WHAT THE TASK REQUIRES
All lines in the records that carry the string "viewbox" are to be shown.

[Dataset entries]

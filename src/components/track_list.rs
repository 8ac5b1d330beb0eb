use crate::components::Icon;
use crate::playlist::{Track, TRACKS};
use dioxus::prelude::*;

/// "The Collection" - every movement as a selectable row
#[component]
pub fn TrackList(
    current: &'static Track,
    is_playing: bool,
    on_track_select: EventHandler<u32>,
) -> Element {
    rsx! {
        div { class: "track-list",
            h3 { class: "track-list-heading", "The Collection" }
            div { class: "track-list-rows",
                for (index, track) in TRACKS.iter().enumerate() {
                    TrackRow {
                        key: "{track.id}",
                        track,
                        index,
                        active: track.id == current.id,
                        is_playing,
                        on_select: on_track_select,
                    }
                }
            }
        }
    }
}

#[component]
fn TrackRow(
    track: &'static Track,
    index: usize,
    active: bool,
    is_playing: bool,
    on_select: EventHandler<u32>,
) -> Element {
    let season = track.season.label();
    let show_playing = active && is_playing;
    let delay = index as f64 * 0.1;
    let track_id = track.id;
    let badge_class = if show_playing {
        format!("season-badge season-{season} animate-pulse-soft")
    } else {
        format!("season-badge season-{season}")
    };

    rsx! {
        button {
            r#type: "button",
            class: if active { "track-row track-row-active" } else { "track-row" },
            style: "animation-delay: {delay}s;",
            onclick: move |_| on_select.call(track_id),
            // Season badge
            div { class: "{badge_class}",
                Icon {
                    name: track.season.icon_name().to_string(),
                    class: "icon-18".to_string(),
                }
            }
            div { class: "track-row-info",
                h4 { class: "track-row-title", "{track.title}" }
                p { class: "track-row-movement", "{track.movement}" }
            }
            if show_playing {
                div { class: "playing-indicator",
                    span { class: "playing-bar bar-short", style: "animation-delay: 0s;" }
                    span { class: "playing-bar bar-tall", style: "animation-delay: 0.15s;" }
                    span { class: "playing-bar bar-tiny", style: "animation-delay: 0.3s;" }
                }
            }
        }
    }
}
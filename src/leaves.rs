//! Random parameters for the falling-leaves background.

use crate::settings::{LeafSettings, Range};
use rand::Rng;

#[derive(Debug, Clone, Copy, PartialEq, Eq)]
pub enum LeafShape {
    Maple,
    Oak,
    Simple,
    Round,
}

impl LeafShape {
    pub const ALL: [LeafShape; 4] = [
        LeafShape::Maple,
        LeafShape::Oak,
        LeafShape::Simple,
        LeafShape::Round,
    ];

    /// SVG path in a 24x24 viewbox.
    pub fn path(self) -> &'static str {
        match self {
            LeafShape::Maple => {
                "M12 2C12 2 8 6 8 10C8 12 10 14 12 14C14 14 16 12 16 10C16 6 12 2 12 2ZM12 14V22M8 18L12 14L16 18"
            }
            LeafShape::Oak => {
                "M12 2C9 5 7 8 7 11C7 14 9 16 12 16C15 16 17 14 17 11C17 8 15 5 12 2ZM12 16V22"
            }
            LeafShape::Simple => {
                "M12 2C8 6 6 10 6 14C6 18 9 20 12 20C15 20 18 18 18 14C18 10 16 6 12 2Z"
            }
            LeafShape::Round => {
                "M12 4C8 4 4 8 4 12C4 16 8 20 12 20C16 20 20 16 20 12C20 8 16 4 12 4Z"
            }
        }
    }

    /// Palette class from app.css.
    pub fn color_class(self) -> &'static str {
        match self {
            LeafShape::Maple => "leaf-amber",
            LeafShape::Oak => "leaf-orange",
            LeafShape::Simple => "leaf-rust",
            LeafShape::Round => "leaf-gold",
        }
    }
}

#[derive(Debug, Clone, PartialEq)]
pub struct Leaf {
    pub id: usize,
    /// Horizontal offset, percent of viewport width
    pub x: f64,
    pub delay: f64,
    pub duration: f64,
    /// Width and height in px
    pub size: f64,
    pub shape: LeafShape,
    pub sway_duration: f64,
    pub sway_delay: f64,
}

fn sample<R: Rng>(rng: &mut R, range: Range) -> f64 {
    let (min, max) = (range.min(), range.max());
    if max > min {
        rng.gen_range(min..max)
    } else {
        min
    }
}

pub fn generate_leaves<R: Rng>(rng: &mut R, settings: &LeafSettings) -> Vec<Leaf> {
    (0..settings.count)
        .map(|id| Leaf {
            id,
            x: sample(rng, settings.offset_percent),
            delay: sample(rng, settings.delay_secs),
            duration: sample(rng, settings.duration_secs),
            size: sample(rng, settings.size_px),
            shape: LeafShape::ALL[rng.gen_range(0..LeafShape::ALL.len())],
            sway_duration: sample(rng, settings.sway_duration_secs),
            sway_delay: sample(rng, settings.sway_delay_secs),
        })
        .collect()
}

--

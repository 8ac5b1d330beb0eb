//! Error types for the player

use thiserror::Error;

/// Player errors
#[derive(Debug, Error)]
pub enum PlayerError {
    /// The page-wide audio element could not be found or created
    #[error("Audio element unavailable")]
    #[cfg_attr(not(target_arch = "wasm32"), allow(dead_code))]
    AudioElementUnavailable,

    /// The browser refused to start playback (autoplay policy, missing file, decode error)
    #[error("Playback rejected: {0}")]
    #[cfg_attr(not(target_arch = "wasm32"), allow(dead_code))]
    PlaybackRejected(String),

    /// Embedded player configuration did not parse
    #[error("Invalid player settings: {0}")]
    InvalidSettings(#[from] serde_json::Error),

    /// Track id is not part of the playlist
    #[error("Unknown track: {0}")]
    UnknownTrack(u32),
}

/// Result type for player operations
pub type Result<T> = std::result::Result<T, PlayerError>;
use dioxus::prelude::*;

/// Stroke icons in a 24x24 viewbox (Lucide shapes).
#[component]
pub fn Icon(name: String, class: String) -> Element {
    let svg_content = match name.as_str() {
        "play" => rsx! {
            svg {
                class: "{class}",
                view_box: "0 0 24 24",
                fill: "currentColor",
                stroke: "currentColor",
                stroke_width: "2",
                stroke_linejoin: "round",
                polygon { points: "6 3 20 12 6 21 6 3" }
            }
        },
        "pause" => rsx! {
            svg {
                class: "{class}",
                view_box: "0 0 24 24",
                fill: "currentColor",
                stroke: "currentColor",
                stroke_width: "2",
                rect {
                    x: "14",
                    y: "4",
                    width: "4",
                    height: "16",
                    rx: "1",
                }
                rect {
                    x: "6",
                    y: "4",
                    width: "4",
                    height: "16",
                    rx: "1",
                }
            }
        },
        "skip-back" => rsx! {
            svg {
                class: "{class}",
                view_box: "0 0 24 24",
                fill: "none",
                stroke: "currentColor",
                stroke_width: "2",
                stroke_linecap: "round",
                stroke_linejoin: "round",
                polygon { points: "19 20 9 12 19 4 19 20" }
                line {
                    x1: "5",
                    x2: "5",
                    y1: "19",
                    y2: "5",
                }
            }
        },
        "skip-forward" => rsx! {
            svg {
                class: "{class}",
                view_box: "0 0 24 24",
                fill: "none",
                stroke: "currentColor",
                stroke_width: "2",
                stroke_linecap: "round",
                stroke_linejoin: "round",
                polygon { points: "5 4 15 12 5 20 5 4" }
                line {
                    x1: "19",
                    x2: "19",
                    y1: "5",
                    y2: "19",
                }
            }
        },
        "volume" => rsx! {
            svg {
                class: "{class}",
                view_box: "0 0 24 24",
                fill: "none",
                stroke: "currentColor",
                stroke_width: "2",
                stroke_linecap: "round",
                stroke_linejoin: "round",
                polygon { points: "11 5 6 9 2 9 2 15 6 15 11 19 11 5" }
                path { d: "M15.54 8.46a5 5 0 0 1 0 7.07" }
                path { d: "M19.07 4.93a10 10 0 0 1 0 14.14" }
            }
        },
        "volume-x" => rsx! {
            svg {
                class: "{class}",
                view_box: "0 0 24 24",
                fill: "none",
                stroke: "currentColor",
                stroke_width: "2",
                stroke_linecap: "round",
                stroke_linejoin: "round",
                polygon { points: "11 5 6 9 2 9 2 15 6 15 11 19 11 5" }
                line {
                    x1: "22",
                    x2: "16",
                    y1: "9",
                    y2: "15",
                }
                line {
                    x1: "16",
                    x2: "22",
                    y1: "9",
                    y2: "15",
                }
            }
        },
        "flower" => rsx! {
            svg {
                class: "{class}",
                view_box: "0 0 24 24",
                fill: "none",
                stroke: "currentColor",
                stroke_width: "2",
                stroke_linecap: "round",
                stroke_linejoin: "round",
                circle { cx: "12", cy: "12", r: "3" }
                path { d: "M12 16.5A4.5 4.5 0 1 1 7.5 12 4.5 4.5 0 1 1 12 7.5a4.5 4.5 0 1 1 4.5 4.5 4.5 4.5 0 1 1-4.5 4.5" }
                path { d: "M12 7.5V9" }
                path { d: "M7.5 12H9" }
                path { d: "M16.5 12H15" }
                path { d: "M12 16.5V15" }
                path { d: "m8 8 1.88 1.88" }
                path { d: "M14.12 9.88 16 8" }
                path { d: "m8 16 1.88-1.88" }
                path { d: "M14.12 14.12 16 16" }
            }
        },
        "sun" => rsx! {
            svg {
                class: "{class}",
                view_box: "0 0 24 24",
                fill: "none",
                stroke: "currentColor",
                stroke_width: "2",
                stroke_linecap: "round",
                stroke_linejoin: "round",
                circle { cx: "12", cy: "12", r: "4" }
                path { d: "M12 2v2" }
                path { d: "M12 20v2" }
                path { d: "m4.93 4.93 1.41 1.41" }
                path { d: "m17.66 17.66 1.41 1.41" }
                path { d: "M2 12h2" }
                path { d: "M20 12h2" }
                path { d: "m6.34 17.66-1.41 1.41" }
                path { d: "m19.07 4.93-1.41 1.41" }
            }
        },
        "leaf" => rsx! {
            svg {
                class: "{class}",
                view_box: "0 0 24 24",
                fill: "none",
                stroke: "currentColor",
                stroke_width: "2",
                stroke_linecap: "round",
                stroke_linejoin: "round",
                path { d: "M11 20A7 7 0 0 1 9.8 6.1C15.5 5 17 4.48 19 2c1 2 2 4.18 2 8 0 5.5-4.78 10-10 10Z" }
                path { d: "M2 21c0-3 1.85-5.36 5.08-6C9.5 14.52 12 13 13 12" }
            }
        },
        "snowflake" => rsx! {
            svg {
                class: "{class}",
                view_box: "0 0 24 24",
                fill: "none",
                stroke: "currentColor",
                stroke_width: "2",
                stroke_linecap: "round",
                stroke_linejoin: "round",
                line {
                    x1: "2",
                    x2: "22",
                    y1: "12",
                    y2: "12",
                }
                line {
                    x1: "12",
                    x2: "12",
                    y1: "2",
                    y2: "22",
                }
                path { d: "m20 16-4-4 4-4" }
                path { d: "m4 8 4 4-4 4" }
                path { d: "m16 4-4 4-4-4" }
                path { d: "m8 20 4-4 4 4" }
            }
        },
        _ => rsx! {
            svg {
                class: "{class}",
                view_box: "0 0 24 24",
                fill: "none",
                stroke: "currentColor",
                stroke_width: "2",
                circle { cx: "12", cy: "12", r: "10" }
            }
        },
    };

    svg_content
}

RESPONSE TO THIS TASK
    /// SVG path in a 24x24 viewbox.
/// Stroke icons in a 24x24 viewbox (Lucide shapes).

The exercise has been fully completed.